7.2. Surviving provisions. Some provisions of the Terms shall survive termination, including without limitation: general conditions, ownership and intellectual property provisions, warranty disclaimers, limitations of liability, governing law and disputes provisions.
8. Additional provisions
8.1. Severability. If any provision of this Agreement is found to be unenforceable or invalid, that provision will be limited or eliminated to the minimum extent necessary so that this Agreement will otherwise remain in full force and effect and enforceable.
8.2. Previous agreements. Both parties agree that this Agreement is the complete and exclusive statement of the mutual understanding of the parties and supersedes and cancels all previous written and oral agreements, communications and other understandings relating to the subject matter of this Agreement, and that all waivers and modifications must be in a writing signed or otherwise agreed to by each party, except as otherwise provided herein.

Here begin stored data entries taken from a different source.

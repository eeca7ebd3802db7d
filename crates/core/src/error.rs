use thiserror::Error;

use crate::config::ConfigError;
use crate::model::{QuestionBankError, QuestionError};

#[derive(Debug, Error)]
pub enum Error {
    #[error(transparent)]
    Question(#[from] QuestionError),
    #[error(transparent)]
    QuestionBank(#[from] QuestionBankError),
    #[error(transparent)]
    Config(#[from] ConfigError),
}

8.3. Non-Waiver of Rights. The failure of any Party to insist upon or enforce performance by the other Party of any of the provisions of this Agreement or to exercise any rights or remedies under this Agreement will not be interpreted or construed as a waiver or relinquishment of such Party’s right to assert or rely upon such provision, right or remedy in that or any other instance; rather, such provision or right shall be and remain in full force and effect.
8.4. Assignment. We may assign these Terms in their entirety, without your consent, to a corporate affiliate or in connection with a merger, acquisition, corporate reorganization, or sale of all or substantially all of our assets.
9. Governing law
9.1. Governing Law. The Agreement between Passbolt and the Customer shall be governed by, and construed in accordance with, the laws of the Grand Duchy of Luxembourg.
Date of Last Update
This agreement was last updated on July 1st, 2019.